I’ve wanted to check user passwords against Have I Been Pwned (HIBP) for awhile, but have been hesitant to add a network connection to our user signup flow.

This motivated me to build a bloom filter based on the HIBP master list to perform offline checks. It only checks the top 11 million passwords (rather than the full 550 million) to keep the size of the bloom filter down.

  1. 6

    Just use look(1).

    % time look $(echo -n bla | sha1 | tr \[:lower:\] \[:upper:\]) pwned-passwords-1.0.txt
    FFA6706FF2127A749973072756F83C532E43ED02
    look $(echo -n bla | sha1 | tr \[:lower:\] \[:upper:\])   0.00s user 0.00s system 85% cpu 0.001 total
    

    It uses binary search so it’s fast (so make sure you have the file sorted by hash).

    It’s a bit slower the first time around, but that might just be because of my storage.

    % time look 5BAA61E4C9B93F3F0682250B6CF8331B7EE68FD8 pwned-passwords-1.0.txt
    5BAA61E4C9B93F3F0682250B6CF8331B7EE68FD8
    look 5BAA61E4C9B93F3F0682250B6CF8331B7EE68FD8 pwned-passwords-1.0.txt  0.00s user 0.00s system 0% cpu 0.574 total
    
    % time look 5BAA61E4C9B93F3F0682250B6CF8331B7EE68FD8 pwned-passwords-1.0.txt
    5BAA61E4C9B93F3F0682250B6CF8331B7EE68FD8
    look 5BAA61E4C9B93F3F0682250B6CF8331B7EE68FD8 pwned-passwords-1.0.txt  0.00s user 0.00s system 75% cpu 0.002 total
    
    1. 3

      nice! The joys of Unix, you are always bound to find a neat new utility hiding away that solves your problem! I was not aware of look! much simpler than my solution, and mine isn’t very complicated either. Thanks for sharing!

    2. 5

      huh, I did this @ work by just shoving the 20GB file into sqlite (which turned it into a 51GB sqlite3 db file) but it’s still plenty fast enough to check that I never bothered to trim it down. It was also so simple that I never thought to share it anywhere.

      For others interested, here is my README file for what I did:

      Created like this: download torrent file from: https://haveibeenpwned.com/Passwords Currently using v2 dated 22 Feb 2018 download torrent unzip with 7zip create a sqlite file with scema: CREATE TABLE pwned (hash TEXT, count INTEGER, PRIMARY KEY (hash));

      sed -e "%s/:/,/g" input >output
      

      sqlite3 .mode csv import output from above

      create hash: python -c “import hashlib;print(hashlib.sha1(‘password’).hexdigest().upper())”

      lookup via sqlite: sqlite3 pwned-passwords.db ‘select count from pwned where hash=“5BAA61E4C9B93F3F0682250B6CF8331B7EE68FD8”;’

      lookup via search.py: search.py 5BAA61E4C9B93F3F0682250B6CF8331B7EE68FD8

      $ time sqlite3 pwned-passwords.db 'select count from pwned where hash="5BAA61E4C9B93F3F0682250B6CF8331B7EE68FD8";'
      3303003
      sqlite3 pwned-passwords.db   0.00s user 0.00s system 33% cpu 0.009 total
      

      and this is across an NFS share. Plenty fast enough.

      1. 2

        As commented downthread (and added to the readme!), this gem is 32mb, which is small enough to pull off the network / store locally without changing how you deploy your system.

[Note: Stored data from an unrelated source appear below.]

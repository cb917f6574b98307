use serde::{Deserialize, Serialize};
use std::path::{Path, PathBuf};
use tracing::{debug, info, warn};
use walkdir::WalkDir;

use crate::language::{Language, LanguageResolver};

/// Accuracy/speed trade-off of the remote model
#[derive(Debug, Clone, Copy, PartialEq, Eq, Hash, Serialize, Deserialize)]
#[serde(rename_all = "lowercase")]
pub enum OperatingPoint {
    Standard,
    Enhanced,
}

/// Settings sent along with a single media file.
#[derive(Debug, Clone, PartialEq, Eq, Hash, Serialize, Deserialize)]
pub struct TranscriptionConfig {
    pub operating_point: OperatingPoint,
    pub language: Language,
}

impl TranscriptionConfig {
    pub fn new(operating_point: OperatingPoint, language: Language) -> Self {
        Self { operating_point, language }
    }

    /// A new value with the language replaced.
    pub fn with_language(&self, language: Language) -> Self {
        Self {
            operating_point: self.operating_point,
            language,
        }
    }
}

/// One media file paired with the settings it is transcribed with.
#[derive(Debug, Clone, PartialEq, Eq)]
pub struct WorkItem {
    pub file_path: PathBuf,
    pub config: TranscriptionConfig,
}

impl WorkItem {
    pub fn transcript_path(&self) -> PathBuf {
        transcript_path(&self.file_path)
    }
}

/// Location of the transcript written for a media file: same path, `.txt` extension.
pub fn transcript_path(media_path: &Path) -> PathBuf {
    media_path.with_extension("txt")
}

/// Finds media files under channel directories and assigns their settings.
#[derive(Debug, Clone)]
pub struct WorkItemDiscoverer {
    resolver: LanguageResolver,
    base: TranscriptionConfig,
    extensions: Vec<String>,
}

impl WorkItemDiscoverer {
    pub fn new(resolver: LanguageResolver, base: TranscriptionConfig, extensions: Vec<String>) -> Self {
        let extensions = extensions
            .into_iter()
            .map(|ext| ext.trim_start_matches('.').to_lowercase())
            .collect();

        Self {
            resolver,
            base,
            extensions,
        }
    }

    pub fn discover<P: AsRef<Path>>(&self, directories: &[P]) -> Vec<WorkItem> {
        let mut items = Vec::new();

        for directory in directories {
            let directory = directory.as_ref();
            if !directory.is_dir() {
                warn!("Skipping missing directory: {}", directory.display());
                continue;
            }

            let config = self.base.with_language(self.resolver.resolve(directory));
            let before = items.len();

            for entry in WalkDir::new(directory)
                .sort_by_file_name()
                .into_iter()
                .filter_map(|e| e.map_err(|err| debug!("Walk error: {}", err)).ok())
            {
                if entry.file_type().is_file() && self.is_media(entry.path()) {
                    items.push(WorkItem {
                        file_path: entry.path().to_path_buf(),
                        config: config.clone(),
                    });
                }
            }

            info!(
                "Found {} media files in {} (language: {})",
                items.len() - before,
                directory.display(),
                config.language
            );
        }

        items
    }

    fn is_media(&self, path: &Path) -> bool {
        path.extension()
            .and_then(|ext| ext.to_str())
            .map(|ext| self.extensions.contains(&ext.to_lowercase()))
            .unwrap_or(false)
    }
}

        I specifically wanted to avoid depending on a network service during the user signup flow; an NFS share doesn’t pass that requirement.

        1. 1

          I just happened to run the time command across an NFS share, there is zero requirement that it be deployed in production that way(and it isn’t ran across NFS on my production systems).

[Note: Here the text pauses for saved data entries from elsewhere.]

use serde::{Deserialize, Serialize};
use std::collections::BTreeMap;
use std::path::{Path, PathBuf};
use std::time::Duration;

use crate::client::TranscriptFormat;
use crate::discover::OperatingPoint;
use crate::error::{Result, ScribeError};
use crate::language::{Language, LanguageResolver};

/// Environment variable that overrides `service.auth_token`
pub const API_KEY_ENV: &str = "SPEECHMATICS_API_KEY";

fn default_request_timeout_secs() -> u64 {
    300
}

#[derive(Debug, Clone, Serialize, Deserialize)]
pub struct Config {
    pub service: ServiceConfig,
    pub storage: StorageConfig,
    pub transcription: TranscriptionSettings,
    pub batch: BatchConfig,
    pub languages: LanguagesConfig,
}

#[derive(Debug, Clone, Serialize, Deserialize)]
pub struct ServiceConfig {
    /// Base URL of the batch transcription API
    pub url: String,
    /// Bearer token for the API
    #[serde(default)]
    pub auth_token: String,
    /// Seconds between job status polls
    pub poll_interval_secs: u64,
    /// Upper bound on waiting for one job; 0 waits forever
    pub completion_timeout_secs: u64,
    /// Timeout for status, transcript and listing requests
    #[serde(default = "default_request_timeout_secs")]
    pub request_timeout_secs: u64,
    /// Timeout for a media upload; 0 means no limit
    #[serde(default)]
    pub upload_timeout_secs: u64,
    /// Format requested when fetching transcripts
    pub transcript_format: TranscriptFormat,
}

#[derive(Debug, Clone, Serialize, Deserialize)]
pub struct StorageConfig {
    /// Root folder holding the monitoring periods
    pub root: PathBuf,
    /// Monitoring period folder, e.g. "Period (2025 H1)"
    pub monitoring_period: String,
}

#[derive(Debug, Clone, Serialize, Deserialize)]
pub struct TranscriptionSettings {
    pub operating_point: OperatingPoint,
    /// File extensions treated as media, without the dot
    pub media_extensions: Vec<String>,
}

#[derive(Debug, Clone, Serialize, Deserialize)]
pub struct BatchConfig {
    /// Maximum items in flight within one group
    pub max_workers: usize,
    /// Pause between consecutive groups
    pub inter_group_delay_secs: u64,
    /// Stop sending new items in a group once the API rejects the credentials
    pub abort_on_auth_failure: bool,
    pub groups: Vec<GroupConfig>,
}

#[derive(Debug, Clone, Serialize, Deserialize)]
pub struct GroupConfig {
    pub name: String,
    pub channels: Vec<String>,
}

#[derive(Debug, Clone, Serialize, Deserialize)]
pub struct LanguagesConfig {
    /// Language used for channels missing from the table
    pub default: Language,
    /// Channel folder name to language code
    pub table: BTreeMap<String, Language>,
}

impl Default for Config {
    fn default() -> Self {
        let table = [
            ("Channel 5", "en"),
            ("Channel 8", "cmn"),
            ("Channel U", "cmn"),
            ("Suria", "ms"),
            ("Vasantham", "ta"),
        ]
        .into_iter()
        .map(|(channel, code)| (channel.to_string(), Language::from(code)))
        .collect();

        Self {
            service: ServiceConfig {
                url: "https://asr.api.speechmatics.com/v2".to_string(),
                auth_token: String::new(),
                poll_interval_secs: 10,
                completion_timeout_secs: 2 * 60 * 60,
                request_timeout_secs: default_request_timeout_secs(),
                upload_timeout_secs: 0,
                transcript_format: TranscriptFormat::Srt,
            },
            storage: StorageConfig {
                root: PathBuf::from("."),
                monitoring_period: "Period (2025 H1)".to_string(),
            },
            transcription: TranscriptionSettings {
                operating_point: OperatingPoint::Enhanced,
                media_extensions: vec!["mp4".to_string()],
            },
            batch: BatchConfig {
                max_workers: 8,
                inter_group_delay_secs: 30,
                abort_on_auth_failure: true,
                groups: vec![
                    GroupConfig {
                        name: "Batch 1".to_string(),
                        channels: vec!["Channel 5".to_string(), "Channel 8".to_string()],
                    },
                    GroupConfig {
                        name: "Batch 2".to_string(),
                        channels: vec![
                            "Channel U".to_string(),
                            "Suria".to_string(),
                            "Vasantham".to_string(),
                        ],
                    },
                ],
            },
            languages: LanguagesConfig {
                default: Language::Auto,
                table,
            },
        }
    }
}

impl Config {
    pub fn from_file<P: AsRef<Path>>(path: P) -> Result<Self> {
        let content = std::fs::read_to_string(path)
            .map_err(|e| ScribeError::Config(format!("Failed to read config file: {}", e)))?;

        Self::from_toml(&content)
    }

    pub fn from_toml(content: &str) -> Result<Self> {
        Ok(toml::from_str(content)?)
    }

    /// Replace the configured token with `token` when it is non-empty.
    pub fn apply_api_key(&mut self, token: Option<String>) {
        if let Some(token) = token.filter(|t| !t.trim().is_empty()) {
            self.service.auth_token = token.trim().to_string();
        }
    }

    pub fn validate(&self) -> Result<()> {
        if self.batch.max_workers == 0 {
            return Err(ScribeError::Config("batch.max_workers must be at least 1".to_string()));
        }
        if self.transcription.media_extensions.is_empty() {
            return Err(ScribeError::Config(
                "transcription.media_extensions must not be empty".to_string(),
            ));
        }
        Ok(())
    }

    /// Fail unless a credential for the remote service is present.
    pub fn require_auth_token(&self) -> Result<()> {
        if self.service.auth_token.trim().is_empty() {
            return Err(ScribeError::Config(format!(
                "No API key configured. Set service.auth_token or {}",
                API_KEY_ENV
            )));
        }
        Ok(())
    }

    pub fn language_resolver(&self) -> LanguageResolver {
        LanguageResolver::new(self.languages.table.clone(), self.languages.default.clone())
    }

    pub fn inter_group_delay(&self) -> Duration {
        Duration::from_secs(self.batch.inter_group_delay_secs)
    }

    pub fn completion_timeout(&self) -> Option<Duration> {
        match self.service.completion_timeout_secs {
            0 => None,
            secs => Some(Duration::from_secs(secs)),
        }
    }
}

          Obviously your 32MB is WAY smaller than my 51GB sqlite3 file. I’m not saying your way is bad, for your use case, I don’t even know your use case. I’m just sharing what I did, I wasn’t, and am still not, trying to get you to convert to my method.

          If one want’s to check the entire list, my method or jomane’s method of using look are probably your best bets.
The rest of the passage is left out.